A Brighton neighbourhood has lost out on the chance to pause the sale of a “vandalised” pub after the council failed to advertise it.
The Montreal Arms was publicly put up for sale this month, three years after its owner hacked off its distinctive green tiles and started a lengthy ongoing planning battle.
In 2022, dozens of residents, forming an informal group called the Friends of the Montreal Arms, successfully applied to register it as an asset of community value (ACV).
This means if it’s put on the market, the community is given the chance to form an official organisation and pause the sale for six months to give it time to raise money to put in a bid.
The pub’s owner Charlie Southall told Brighton and Hove City Council he was putting it up for sale in December,
This triggered an interim moratorium period of six weeks in which any community group could register an interest in buying it, and request the six-month delay.
But Brighton and Hove News understands the council only informed one person from the Friends group, who for unknown reasons did not pass the news any further.
The council did not publicise the pending sale anywhere else – and so no expressions of interest were received.
Councillor Liz Loughran, chair of the planning committee: “We should also have advertised this intention to the wider community, but unfortunately in this instance, this was not done. We apologise for this as we are aware there is interest in this much-loved property.
“The asset of community value register is now being updated, and we made sure the nominator found out about the intention to sell on the very same day as the council did.
“We should have publicised this more widely, but I can confirm community groups are still able to submit bids for the property.”
Brighton and Hove News has contacted the resident it understands was informed of the sale of the pub in December, but has not received a response.









You couldn’t make it up – another balls up by the council.
After all that’s happened with this pub, it’s almost unbelievable the council could forget to let residents know about the building being up fo sale – it’s like they have no idea of their obligations under asset of community value legislation. Nothing surprises me anymore. Why didn’t the ward councillors at least let residents know, even if officers didn’t bother or forgot. Staggering!
You can make it up Bill, mainly by staggeringly not understanding what the actual obligations are.
Under the Localism Act, a council is only required to inform the owner, occupant, and ACV nominator of a potential sale. There is no requirement for them to inform the wider population.
The council are supposed to update their ACV register and they didn’t. Local authorities are also supposed to publicise the intended sale in the local community as well as informing the nominating body. The community can’t learn about proposed sales via telepathy. That’s why things like an ACV register exist, and why there is a requirement to publicise.

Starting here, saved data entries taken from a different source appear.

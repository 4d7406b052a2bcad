//! Observable value container.
//!
//! A [`MutableValueCell`] holds a value and notifies subscribers
//! synchronously, in subscription order, on every change. New subscribers
//! receive the current value immediately. [`ValueCell`] is the read-only
//! facade handed to consumers that must not write.

use std::cell::{Cell, RefCell};
use std::fmt;
use std::rc::{Rc, Weak};

type SubscriberId = u64;
type Callback<T> = Rc<RefCell<dyn FnMut(&T)>>;

struct CellInner<T> {
    value: RefCell<T>,
    subscribers: RefCell<Vec<(SubscriberId, Callback<T>)>>,
    next_id: Cell<SubscriberId>,
}

impl<T: Clone + 'static> CellInner<T> {
    fn new(value: T) -> Self {
        Self {
            value: RefCell::new(value),
            subscribers: RefCell::new(Vec::new()),
            next_id: Cell::new(1),
        }
    }

    fn subscribe(self: &Rc<Self>, callback: impl FnMut(&T) + 'static) -> Subscription {
        let id = self.next_id.get();
        self.next_id.set(id + 1);
        let callback: Callback<T> = Rc::new(RefCell::new(callback));
        self.subscribers.borrow_mut().push((id, callback.clone()));

        // Immediate replay of the current value to the new subscriber.
        let current = self.value.borrow().clone();
        callback.borrow_mut()(&current);

        let weak = Rc::downgrade(self);
        Subscription::new(move || {
            if let Some(inner) = weak.upgrade() {
                inner
                    .subscribers
                    .borrow_mut()
                    .retain(|(entry_id, _)| *entry_id != id);
            }
        })
    }

    fn notify(&self) {
        // Snapshot before dispatch so callbacks may subscribe or dispose
        // without poisoning the iteration; changes apply from the next
        // notification.
        let subscribers: Vec<Callback<T>> = self
            .subscribers
            .borrow()
            .iter()
            .map(|(_, callback)| callback.clone())
            .collect();
        let current = self.value.borrow().clone();
        for callback in subscribers {
            callback.borrow_mut()(&current);
        }
    }
}

/// Read-only handle to an observable value.
pub struct ValueCell<T> {
    inner: Rc<CellInner<T>>,
}

impl<T> Clone for ValueCell<T> {
    fn clone(&self) -> Self {
        Self {
            inner: Rc::clone(&self.inner),
        }
    }
}

impl<T: Clone + 'static> ValueCell<T> {
    /// Returns a snapshot of the current value.
    pub fn value(&self) -> T {
        self.inner.value.borrow().clone()
    }

    /// Registers `callback`, invoking it immediately with the current value
    /// and then on every subsequent change. Dropping the returned
    /// [`Subscription`] unregisters it.
    pub fn subscribe(&self, callback: impl FnMut(&T) + 'static) -> Subscription {
        self.inner.subscribe(callback)
    }
}

impl<T: fmt::Debug + Clone + 'static> fmt::Debug for ValueCell<T> {
    fn fmt(&self, f: &mut fmt::Formatter<'_>) -> fmt::Result {
        f.debug_struct("ValueCell")
            .field("value", &self.value())
            .finish()
    }
}

/// Writable observable value.
pub struct MutableValueCell<T> {
    inner: Rc<CellInner<T>>,
}

impl<T> Clone for MutableValueCell<T> {
    fn clone(&self) -> Self {
        Self {
            inner: Rc::clone(&self.inner),
        }
    }
}

impl<T: Clone + 'static> MutableValueCell<T> {
    pub fn new(value: T) -> Self {
        Self {
            inner: Rc::new(CellInner::new(value)),
        }
    }

    /// Returns the read-only facade over the same cell.
    pub fn as_cell(&self) -> ValueCell<T> {
        ValueCell {
            inner: Rc::clone(&self.inner),
        }
    }

    pub fn value(&self) -> T {
        self.inner.value.borrow().clone()
    }

    pub fn subscribe(&self, callback: impl FnMut(&T) + 'static) -> Subscription {
        self.inner.subscribe(callback)
    }

    /// Replaces the value and notifies subscribers synchronously.
    pub fn set(&self, value: T) {
        *self.inner.value.borrow_mut() = value;
        self.inner.notify();
    }

    /// Mutates the value in place and notifies subscribers synchronously.
    pub fn update<R>(&self, f: impl FnOnce(&mut T) -> R) -> R {
        let result = f(&mut self.inner.value.borrow_mut());
        self.inner.notify();
        result
    }
}

impl<T: fmt::Debug + Clone + 'static> fmt::Debug for MutableValueCell<T> {
    fn fmt(&self, f: &mut fmt::Formatter<'_>) -> fmt::Result {
        f.debug_struct("MutableValueCell")
            .field("value", &self.value())
            .finish()
    }
}

/// Guard for an active subscription. Unregisters on [`dispose`] or drop.
///
/// [`dispose`]: Subscription::dispose
pub struct Subscription {
    unsubscribe: Option<Box<dyn FnOnce()>>,
}

impl Subscription {
    pub(crate) fn new(unsubscribe: impl FnOnce() + 'static) -> Self {
        Self {
            unsubscribe: Some(Box::new(unsubscribe)),
        }
    }

    /// Unregisters the callback. Idempotent.
    pub fn dispose(mut self) {
        if let Some(unsubscribe) = self.unsubscribe.take() {
            unsubscribe();
        }
    }
}

impl Drop for Subscription {
    fn drop(&mut self) {
        if let Some(unsubscribe) = self.unsubscribe.take() {
            unsubscribe();
        }
    }
}

impl fmt::Debug for Subscription {
    fn fmt(&self, f: &mut fmt::Formatter<'_>) -> fmt::Result {
        f.debug_struct("Subscription")
            .field("active", &self.unsubscribe.is_some())
            .finish()
    }
}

Not sure why you’re determined to stick up for the council on this one Benjamin – very odd.
It’s not so much sticking up for the council, it’s just the Localism Act is very clear on the obligations here. There is no explicit requirement in the Act to update the list when a notification of intent to sell is received. Same with The Assets of Community Value (England) Regulations 2012. However, I would agree that it is best practice rather than a legal requirement. Regulation 10 of the 2012 ACV Regulations states that publicising COULD be updating the list, issuing a public notice, OR contacting community groups.
I reject the premise that the council did not fulfil their legal obligations, but could they have done more? Absolutely.
Just quoting another comment “Section 97 of the localism act has a bit on “publicising receipt of of notice” where is says they need to make an entry into their ACV list and include things like the date they received the notice.”
So you’re actually mistaken on the obligations – it is written into the legislation. I’ve looked it up to triple check. It is clear.
Publicising receipt of notice under section 95(2)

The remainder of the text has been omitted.